Zombie Processes With Parallel Async Service Tasks

Hello,

We’re encountering a very reproducible problem with asynchronous service tasks (event registry “send-event”) executed in parallel. I’ve assembled a minimal facsimile of the problem here: GitHub - chaserb/parallel-async-service-tasks: Demonstration of zombie process instances . The problem is that about 40-50% of the time, my process instance winds up in a zombie state in that it has a single record in the ACT_RU_EXECUTION table with a null ACT_ID_, PARENT_ID_, and SUPER_EXEC_ even though all the service tasks complete successfully.

I noticed a similar problem here: ParallelGateway - Process Instance remains after all sub-processes complete , but I’m positive our async executor is running normally.

I also tried the various serviceTask options suggested here: ParallelGateway - Process Instance remains after all sub-processes complete - #2 by adymlincoln , but they did not help the situation.

Thanks for your help,
Chase

LET’S HOLD OFF ON THIS FOR A BIT. I don’t think this is demonstrating what I intended. Let me work it a little more.

I think I’m on to the solution here. I noticed I was getting FlowableOptimisticLockingException when my parent process had an explicitly declared parallelGateway on the join side, so I updated my TestInboundChannel to catch FlowableOptimisticLockingException and retry the event which I believe (am hoping :grinning_face:) simulates the NACKs back to the Rabbit Message Broker that should be performed by the production event registry…I’ll test that.
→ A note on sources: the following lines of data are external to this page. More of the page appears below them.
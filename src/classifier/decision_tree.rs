//! Array-based decision tree (inference only).
//!
//! Nodes are stored in a flat vector with child indices, mirroring the
//! layout scikit-learn uses for its fitted trees. Leaves carry the class
//! distribution of the training samples that reached them, which is what
//! the forest averages into probabilities.
//!
//! Trees are validated on construction and on deserialization, so
//! traversal never follows a dangling or backward child pointer.

use serde::{Deserialize, Serialize};

use crate::error::ClassifierError;

/// Feature index marking a leaf node.
pub const LEAF: i32 = -2;

/// Child index of a leaf node.
pub const NO_CHILD: i32 = -1;

/// A node in the decision tree.
#[derive(Debug, Clone, PartialEq, Serialize, Deserialize)]
pub struct TreeNode {
    /// Feature index to split on (`-2` for leaf nodes).
    pub feature: i32,
    /// Split threshold (features <= threshold go left).
    pub threshold: f64,
    /// Index of left child (`-1` for leaf).
    pub left_child: i32,
    /// Index of right child (`-1` for leaf).
    pub right_child: i32,
    /// Class fractions for leaf nodes (empty on split nodes).
    #[serde(default, skip_serializing_if = "Vec::is_empty")]
    pub distribution: Vec<f64>,
}

impl TreeNode {
    pub fn leaf(distribution: Vec<f64>) -> Self {
        Self {
            feature: LEAF,
            threshold: LEAF as f64,
            left_child: NO_CHILD,
            right_child: NO_CHILD,
            distribution,
        }
    }

    #[allow(clippy::cast_possible_truncation, clippy::cast_possible_wrap)]
    pub fn split(feature: usize, threshold: f64, left_child: usize, right_child: usize) -> Self {
        Self {
            feature: feature as i32,
            threshold,
            left_child: left_child as i32,
            right_child: right_child as i32,
            distribution: Vec::new(),
        }
    }

    /// Returns `true` if this node is a leaf (no children).
    #[must_use]
    pub const fn is_leaf(&self) -> bool {
        self.feature < 0
    }
}

/// Serialized form; converted through [`DecisionTree::from_nodes`].
#[derive(Serialize, Deserialize)]
struct TreeParts {
    n_features: usize,
    n_classes: usize,
    nodes: Vec<TreeNode>,
}

/// A decision tree classifier.
#[derive(Debug, Clone, PartialEq, Serialize, Deserialize)]
#[serde(try_from = "TreeParts", into = "TreeParts")]
pub struct DecisionTree {
    nodes: Vec<TreeNode>,
    n_features: usize,
    n_classes: usize,
}

impl TryFrom<TreeParts> for DecisionTree {
    type Error = ClassifierError;

    fn try_from(parts: TreeParts) -> Result<Self, Self::Error> {
        DecisionTree::from_nodes(parts.nodes, parts.n_features, parts.n_classes)
    }
}

impl From<DecisionTree> for TreeParts {
    fn from(tree: DecisionTree) -> Self {
        TreeParts {
            n_features: tree.n_features,
            n_classes: tree.n_classes,
            nodes: tree.nodes,
        }
    }
}

impl DecisionTree {
    /// Build a tree from its node array (root at index 0).
    ///
    /// # Errors
    ///
    /// Returns [`ClassifierError::InvalidModel`] if the array is empty, a
    /// split references an unknown feature or a child that is out of range
    /// or not after its parent, or a leaf distribution does not have one
    /// finite entry per class.
    pub fn from_nodes(
        nodes: Vec<TreeNode>,
        n_features: usize,
        n_classes: usize,
    ) -> Result<Self, ClassifierError> {
        if nodes.is_empty() {
            return Err(ClassifierError::InvalidModel("tree has no nodes".into()));
        }

        let n = nodes.len();
        for (idx, node) in nodes.iter().enumerate() {
            if node.is_leaf() {
                if node.distribution.len() != n_classes {
                    return Err(ClassifierError::InvalidModel(format!(
                        "leaf {} has {} class fractions, expected {}",
                        idx,
                        node.distribution.len(),
                        n_classes
                    )));
                }
                if node.distribution.iter().any(|p| !p.is_finite()) {
                    return Err(ClassifierError::InvalidModel(format!(
                        "leaf {} has a non-finite class fraction",
                        idx
                    )));
                }
                continue;
            }

            if node.feature as usize >= n_features {
                return Err(ClassifierError::InvalidModel(format!(
                    "node {} splits on feature {} of {}",
                    idx, node.feature, n_features
                )));
            }
            // Children must point forward, which also rules out cycles
            for child in [node.left_child, node.right_child] {
                if child <= idx as i32 || child as usize >= n {
                    return Err(ClassifierError::InvalidModel(format!(
                        "node {} has invalid child {}",
                        idx, child
                    )));
                }
            }
        }

        Ok(Self {
            nodes,
            n_features,
            n_classes,
        })
    }

    /// Class distribution of the leaf reached by `features`.
    ///
    /// Missing trailing features are read as `0.0`.
    #[must_use]
    #[allow(clippy::cast_sign_loss)]
    pub fn predict_proba(&self, features: &[f64]) -> &[f64] {
        let mut idx = 0usize;
        loop {
            let node = &self.nodes[idx];
            if node.is_leaf() {
                return &node.distribution;
            }
            let feat_val = features.get(node.feature as usize).copied().unwrap_or(0.0);
            idx = if feat_val <= node.threshold {
                node.left_child as usize
            } else {
                node.right_child as usize
            };
        }
    }

    /// Most likely class index (earliest class wins ties).
    #[must_use]
    pub fn predict(&self, features: &[f64]) -> usize {
        argmax(self.predict_proba(features))
    }

    /// Number of nodes in the tree.
    #[must_use]
    pub fn n_nodes(&self) -> usize {
        self.nodes.len()
    }

    /// Number of leaf nodes.
    #[must_use]
    pub fn n_leaves(&self) -> usize {
        self.nodes.iter().filter(|n| n.is_leaf()).count()
    }

    /// Expected number of features.
    #[must_use]
    pub const fn n_features(&self) -> usize {
        self.n_features
    }

    /// Number of classes in leaf distributions.
    #[must_use]
    pub const fn n_classes(&self) -> usize {
        self.n_classes
    }

    /// Access a node by index.
    #[must_use]
    pub fn node_at(&self, index: usize) -> &TreeNode {
        &self.nodes[index]
    }

    /// Tree depth (longest root-to-leaf path).
    #[must_use]
    #[allow(clippy::cast_sign_loss)]
    pub fn depth(&self) -> usize {
        let mut max_depth = 0;
        let mut stack = vec![(0usize, 0usize)];
        while let Some((idx, depth)) = stack.pop() {
            let node = &self.nodes[idx];
            if node.is_leaf() {
                max_depth = max_depth.max(depth);
            } else {
                stack.push((node.left_child as usize, depth + 1));
                stack.push((node.right_child as usize, depth + 1));
            }
        }
        max_depth
    }
}

/// Index of the largest value; the first one wins ties.
pub(crate) fn argmax(values: &[f64]) -> usize {
    let mut best = 0;
    for (idx, value) in values.iter().enumerate() {
        if *value > values[best] {
            best = idx;
        }
    }
    best
}
// Page handlers for HTML rendering with Askama

use axum::extract::{Form, State};
use axum::response::{Html, IntoResponse};
use askama::Template;

use crate::advisor::{AdviceForm, ResolvedInputs};
use crate::api_server::AppState;
use crate::soil_presets::{SoilPreset, ALL_PRESETS};
use crate::types::RankedCrop;

// ============================================================================
// Home Page
// ============================================================================

/// One fertilizer line as shown on the page.
pub struct AdvisoryView {
    pub message: &'static str,
    pub products: String,
}

#[derive(Template)]
#[template(path = "pages/index.html")]
pub struct IndexTemplate {
    pub title: String,
    pub presets: &'static [SoilPreset],
    /// Submitted values, echoed back into the form
    pub form: FormEcho,
    pub crops: Vec<RankedCrop>,
    pub advisories: Vec<AdvisoryView>,
    pub error: String,
    pub warning: String,
    /// Set when the environment came from a city lookup
    pub weather_note: String,
}

/// Form values as plain strings (askama renders these directly).
#[derive(Default)]
pub struct FormEcho {
    pub city: String,
    pub soil_preset: String,
    pub n: String,
    pub p: String,
    pub k: String,
    pub ph: String,
    pub temperature: String,
    pub humidity: String,
    pub rainfall: String,
}

impl From<&AdviceForm> for FormEcho {
    fn from(form: &AdviceForm) -> Self {
        let s = |v: &Option<String>| v.as_deref().unwrap_or_default().trim().to_string();
        Self {
            city: s(&form.city),
            soil_preset: s(&form.soil_preset),
            n: s(&form.n),
            p: s(&form.p),
            k: s(&form.k),
            ph: s(&form.ph),
            temperature: s(&form.temperature),
            humidity: s(&form.humidity),
            rainfall: s(&form.rainfall),
        }
    }
}

impl FormEcho {
    /// Values the engine actually ran on. City and preset stay as submitted.
    fn resolved(form: &AdviceForm, inputs: &ResolvedInputs) -> Self {
        let echo = Self::from(form);
        let (sample, env) = (inputs.sample, inputs.environment);
        Self {
            n: sample.n.to_string(),
            p: sample.p.to_string(),
            k: sample.k.to_string(),
            ph: sample.ph.to_string(),
            temperature: env.temperature.to_string(),
            humidity: env.humidity.to_string(),
            rainfall: env.rainfall.to_string(),
            ..echo
        }
    }
}

impl IndexTemplate {
    fn empty(form: FormEcho) -> Self {
        Self {
            title: "Crop Recommender".to_string(),
            presets: &ALL_PRESETS,
            form,
            crops: Vec::new(),
            advisories: Vec::new(),
            error: String::new(),
            warning: String::new(),
            weather_note: String::new(),
        }
    }

    fn render_html(&self) -> Html<String> {
        Html(self.render().unwrap_or_else(|e| {
            format!("Template error: {}", e)
        }))
    }
}

pub async fn home_page() -> impl IntoResponse {
    IndexTemplate::empty(FormEcho::default()).render_html()
}

/// Form submit: re-renders the page with results, error or warning.
pub async fn predict_page(
    State(state): State<AppState>,
    Form(form): Form<AdviceForm>,
) -> impl IntoResponse {
    let mut page = IndexTemplate::empty(FormEcho::from(&form));

    match state.run_advice(form.clone()).await {
        Ok(advice) => {
            page.form = FormEcho::resolved(&form, &advice.inputs);
            if advice.inputs.from_weather {
                let env = advice.inputs.environment;
                page.weather_note = format!(
                    "Weather fetched for {}: {}°C, {}% humidity, {} mm rain",
                    page.form.city, env.temperature, env.humidity, env.rainfall
                );
            }
            page.warning = advice.inputs.warning.unwrap_or_default();
            page.crops = advice.recommendation.top_crops.crops().to_vec();
            page.advisories = advice
                .recommendation
                .fertilizer
                .advisories()
                .iter()
                .map(|a| AdvisoryView {
                    message: a.message(),
                    products: a.products().join(", "),
                })
                .collect();
        }
        Err(e) => {
            page.error = e.message().to_string();
        }
    }

    page.render_html()
}
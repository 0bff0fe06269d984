// API Server Binary Entry Point
//
// Purpose: Load the crop model and serve the HTML form + JSON API
// Usage: cargo run --features api --bin api_server

use crop_recommender_rust::{create_router, AppConfig, AppState};
use std::net::SocketAddr;
use tracing_subscriber::{layer::SubscriberExt, util::SubscriberInitExt};

#[tokio::main]
async fn main() -> anyhow::Result<()> {
    // Initialize tracing (structured logging)
    tracing_subscriber::registry()
        .with(
            tracing_subscriber::EnvFilter::try_from_default_env()
                .unwrap_or_else(|_| {
                    // Default log level: info for our crate, warn for others
                    "crop_recommender_rust=info,tower_http=debug,axum=debug,warn".into()
                }),
        )
        .with(tracing_subscriber::fmt::layer())
        .init();

    tracing::info!("Starting API server...");

    // Configuration from environment variables
    let config = AppConfig::from_env();

    tracing::info!("Configuration:");
    tracing::info!("  MODEL_PATH: {:?}", config.model_path);
    tracing::info!("  PORT: {}", config.port);
    tracing::info!("  WEATHER_BASE_URL: {}", config.weather.base_url);
    tracing::info!(
        "  OPENWEATHER_API_KEY: {}",
        if config.weather.api_key.is_some() { "set" } else { "not set" }
    );

    // Load model, build weather client
    tracing::info!("Initializing application state...");
    let state = AppState::new(&config)?;
    tracing::info!("Application state initialized successfully");

    let app = create_router(state);

    let addr = SocketAddr::from(([0, 0, 0, 0], config.port));
    let listener = tokio::net::TcpListener::bind(&addr).await?;
    tracing::info!("Server listening on {}", addr);

    axum::serve(listener, app)
        .await?;

    Ok(())
}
I think the real issue is that my original process definition had implicit join gateways, which was what produced the zombie process instances described above. Having explicit parallel gateways with retry on FlowableOptimisticLockingException causes my tests to pass in the example repo.

I haven’t looked at the example, but in that situation, I would expect a deadletter job for the joining gateway. Did you see that?

No, I don’t have any records in the dead letter job table for those process instances.

I had a quick look at the code and had following question:

  • You’re executing the jobs yourself through managementService.executeJob. Is there a reason for not wanting to use the async executor (as there are some extra pieces of logic that happen when doing so)
  • What’s the purpose of making the send task a wait state (i.e. triggerable)? Not sure I’m getting the use case here yet.